Your Pregnancy: Week 4
Your pēpi is the size of a poppy seed.
It might be this week that you realise your period hasn’t arrived yet, so you may suspect that you could be hapū. You might also be experiencing some early pregnancy symptoms such as tender breasts, fatigue, or nausea.
By week 4, the egg has implanted and is considered an embryo. If you have conceived through in vitro fertilisation (IVF), the egg is fertilised in a laboratory and then the embryo is implanted in your uterus.
This week, your baby is just 1mm long (the size of a poppy seed) and consists of two layers. Your baby’s amnion is developing to fill with amniotic fluid. The amnion is a membrane that will eventually expand to become the amniotic sac – you may have heard people refer to this as ‘waters’. The yolk sac has also developed to provide blood and nourishment to help the baby grow. The yolk sac will remain until the placenta/whenua is formed and can take over this role.

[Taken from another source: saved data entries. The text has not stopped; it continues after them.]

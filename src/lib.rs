//! Rust library for discovering and controlling Yeelight bulbs on the LAN
//!
//! This library provides an async API for finding Yeelight-family bulbs on
//! the local network and sending them control commands. It supports:
//!
//! - Discovery via the SSDP-style multicast search on `239.255.255.250:1982`
//! - Power, toggle, brightness, RGB, HSV and color temperature control
//! - Reading back the current state of a bulb
//! - Hex color parsing for RGB commands
//!
//! # Quick Start
//!
//! ```no_run
//! use yeelight_lan::{CommandChannel, Discovery, Transition};
//!
//! #[tokio::main]
//! async fn main() -> Result<(), Box<dyn std::error::Error>> {
//!     let lights = Discovery::new().discover().await;
//!     let channel = CommandChannel::new();
//!
//!     if let Some(light) = lights.first() {
//!         println!("Found {} at {}", light.name, light.address);
//!
//!         light.power_on(&channel, Transition::smooth_millis(500)).await?;
//!         light.set_brightness(&channel, 60, Transition::smooth_millis(500)).await?;
//!     }
//!     Ok(())
//! }
//! ```
//!
//! # Direct Connection
//!
//! If you know the address of a bulb, you can skip discovery:
//!
//! ```no_run
//! use yeelight_lan::{CommandChannel, Light};
//!
//! #[tokio::main]
//! async fn main() -> Result<(), Box<dyn std::error::Error>> {
//!     let mut light = Light {
//!         address: "192.168.1.100:55443".to_string(),
//!         ..Light::default()
//!     };
//!     light.refresh(&CommandChannel::new()).await?;
//!     println!("Power: {}", light.power);
//!     Ok(())
//! }
//! ```
//!
//! # Architecture
//!
//! - **Discovery**: multicast search and reply collection
//! - **Light**: discovered bulb record and its control operations
//! - **Channel**: one TCP connection per command, bounded by a deadline
//! - **Protocol**: JSON line request/response structures
//! - **Color**: hex color parsing and RGB packing

mod channel;
mod client;
mod color;
mod discovery;
mod error;
mod light;
mod protocol;
mod types;

// Public exports
pub use channel::{CommandChannel, IdGenerator, REQUEST_TIMEOUT};
pub use client::YeelightClient;
pub use color::{parse_color, Rgb};
pub use discovery::{
    parse_advertisement, Discovery, DiscoveryConfig, DISCOVERY_TIMEOUT, MULTICAST_ADDR,
};
pub use error::{Result, YeelightError};
pub use light::{Light, COLOR_TEMPERATURE_RANGE, REFRESH_PROPERTIES};
pub use protocol::{Arity, ErrorPayload, Method, Outcome, Payload, Request, Response};
pub use types::{ColorMode, Power, Transition, MIN_SMOOTH_DURATION};
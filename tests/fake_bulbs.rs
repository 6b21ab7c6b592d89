//! Discovery and control against fake bulbs on the loopback interface.

use serde_json::{json, Value};
use std::net::SocketAddr;
use std::time::Duration;
use tokio::io::{AsyncBufReadExt, AsyncWriteExt, BufReader};
use tokio::net::{TcpListener, UdpSocket};
use yeelight_lan::{
    CommandChannel, Discovery, DiscoveryConfig, Light, Transition, YeelightClient, YeelightError,
};

fn advertisement(location: &str, id: &str, bright: Option<u8>) -> String {
    let mut reply = format!(
        "HTTP/1.1 200 OK\r\n\
         Cache-Control: max-age=3600\r\n\
         Location: yeelight://{location}\r\n\
         id: {id}\r\n\
         model: color\r\n\
         fw_ver: 18\r\n\
         support: get_prop set_power toggle set_bright set_rgb set_ct_abx\r\n\
         power: off\r\n\
         color_mode: 1\r\n\
         ct: 2700\r\n\
         rgb: 255\r\n\
         hue: 10\r\n\
         sat: 20\r\n\
         name: {id}_name\r\n"
    );
    if let Some(bright) = bright {
        reply.push_str(&format!("bright: {bright}\r\n"));
    }
    reply.push_str("\r\n");
    reply
}

/// Two fake bulbs: the first answers the search three times, the second once.
/// Returns the address the search must be sent to.
async fn fake_network(first_location: String) -> SocketAddr {
    let first = UdpSocket::bind("127.0.0.1:0").await.unwrap();
    let second = UdpSocket::bind("127.0.0.1:0").await.unwrap();
    let target = first.local_addr().unwrap();

    tokio::spawn(async move {
        let mut buf = [0u8; 1024];
        let (len, searcher) = first.recv_from(&mut buf).await.unwrap();
        let search = String::from_utf8_lossy(&buf[..len]).to_string();
        assert!(search.starts_with("M-SEARCH * HTTP/1.1\r\n"));
        assert!(search.contains("ST: wifi_bulb"));

        let full = advertisement(&first_location, "bulb_a", Some(80));
        for _ in 0..3 {
            first.send_to(full.as_bytes(), searcher).await.unwrap();
        }
        let partial = advertisement("127.0.0.1:1", "bulb_b", None);
        second.send_to(partial.as_bytes(), searcher).await.unwrap();
    });

    target
}

/// Fake control socket answering every request line on every connection
async fn fake_control(
    state: &'static [&'static str; 7],
) -> (String, tokio::sync::mpsc::UnboundedReceiver<Value>) {
    let listener = TcpListener::bind("127.0.0.1:0").await.unwrap();
    let address = listener.local_addr().unwrap().to_string();
    let (tx, rx) = tokio::sync::mpsc::unbounded_channel();

    tokio::spawn(async move {
        loop {
            let (stream, _) = match listener.accept().await {
                Ok(accepted) => accepted,
                Err(_) => break,
            };
            let (read, mut write) = stream.into_split();
            let mut line = String::new();
            if BufReader::new(read).read_line(&mut line).await.unwrap_or(0) == 0 {
                continue;
            }
            let request: Value = serde_json::from_str(&line).unwrap();
            let reply = if request["method"] == json!("get_prop") {
                json!({ "id": request["id"], "result": state })
            } else {
                json!({ "id": request["id"], "result": ["ok"] })
            };
            write
                .write_all(format!("{reply}\r\n").as_bytes())
                .await
                .unwrap();
            let _ = tx.send(request);
        }
    });

    (address, rx)
}

fn discovery(target: SocketAddr) -> Discovery {
    Discovery::with_config(
        DiscoveryConfig::default()
            .with_target(target)
            .with_bind("127.0.0.1:0".parse().unwrap())
            .with_timeout(Duration::from_millis(500)),
    )
}

fn by_id<'a>(lights: &'a [Light], id: &str) -> &'a Light {
    lights.iter().find(|l| l.id == id).expect("light present")
}

#[tokio::test]
async fn discovery_dedups_and_tolerates_missing_headers() {
    let target = fake_network("127.0.0.1:55443".to_string()).await;
    let lights = discovery(target).discover().await;

    assert_eq!(lights.len(), 2, "{lights:?}");

    let a = by_id(&lights, "bulb_a");
    assert_eq!(a.address, "127.0.0.1:55443");
    assert_eq!(a.brightness, 80);
    assert!(a.defaulted.is_empty());

    let b = by_id(&lights, "bulb_b");
    assert_eq!(b.brightness, 0);
    assert!(b.is_defaulted("bright"));
    assert_eq!(b.address, "127.0.0.1:1");
    assert_eq!(b.model, "color");
    assert_eq!(b.name, "bulb_b_name");
    assert_eq!(b.firmware_version, 18);
    assert_eq!(b.power, "off");
    assert_eq!(b.color_mode, 1);
    assert_eq!(b.color_temperature, 2700);
    assert_eq!(b.rgb, 255);
    assert_eq!(b.hue, 10);
    assert_eq!(b.saturation, 20);
    assert_eq!(b.capabilities.len(), 6);
}

#[tokio::test]
async fn discovered_light_can_be_controlled() {
    static STATE: [&str; 7] = ["on", "55", "3500", "65280", "200", "70", "2"];
    let (control, mut seen) = fake_control(&STATE).await;
    let target = fake_network(control.clone()).await;

    let client = YeelightClient::with_parts(
        discovery(target),
        CommandChannel::new().with_timeout(Duration::from_secs(1)),
    );
    let lights = client.discover().await;
    let mut light = by_id(&lights, "bulb_a").clone();
    assert_eq!(light.address, control);

    light
        .power_on(client.channel(), Transition::smooth_millis(400))
        .await
        .unwrap();
    let sent = seen.recv().await.unwrap();
    assert_eq!(sent["method"], json!("set_power"));
    assert_eq!(sent["params"], json!(["on", "smooth", 400]));

    client
        .set_color_hex(&light, "#00FF00", Transition::Sudden)
        .await
        .unwrap();
    let sent = seen.recv().await.unwrap();
    assert_eq!(sent["method"], json!("set_rgb"));
    assert_eq!(sent["params"][0], json!(0x00FF00));

    light.refresh(client.channel()).await.unwrap();
    assert!(light.is_on());
    assert_eq!(light.brightness, 55);
    assert_eq!(light.color_temperature, 3500);
    assert_eq!(light.rgb, 65280);
    assert_eq!(light.hue, 200);
    assert_eq!(light.saturation, 70);
    assert_eq!(light.color_mode, 2);
}

#[tokio::test]
async fn partially_discovered_light_reports_transport_error() {
    let target = fake_network("127.0.0.1:55443".to_string()).await;
    let lights = discovery(target).discover().await;
    let b = by_id(&lights, "bulb_b").clone();

    let err = b
        .power_on(&CommandChannel::new(), Transition::Sudden)
        .await
        .unwrap_err();
    assert!(err.is_transport(), "{err:?}");
    assert!(!matches!(err, YeelightError::Device { .. }));
}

Once the embryo has implanted, your body starts to produce a pregnancy hormone called hCG (Human Chorionic Gonadotropin). The presence of hCG is what is detected to determine a positive pregnancy test on a home urine test or in a blood test. hCG is responsible for telling your brain that you are pregnant so your ovaries don’t release an egg each month and your periods stop too.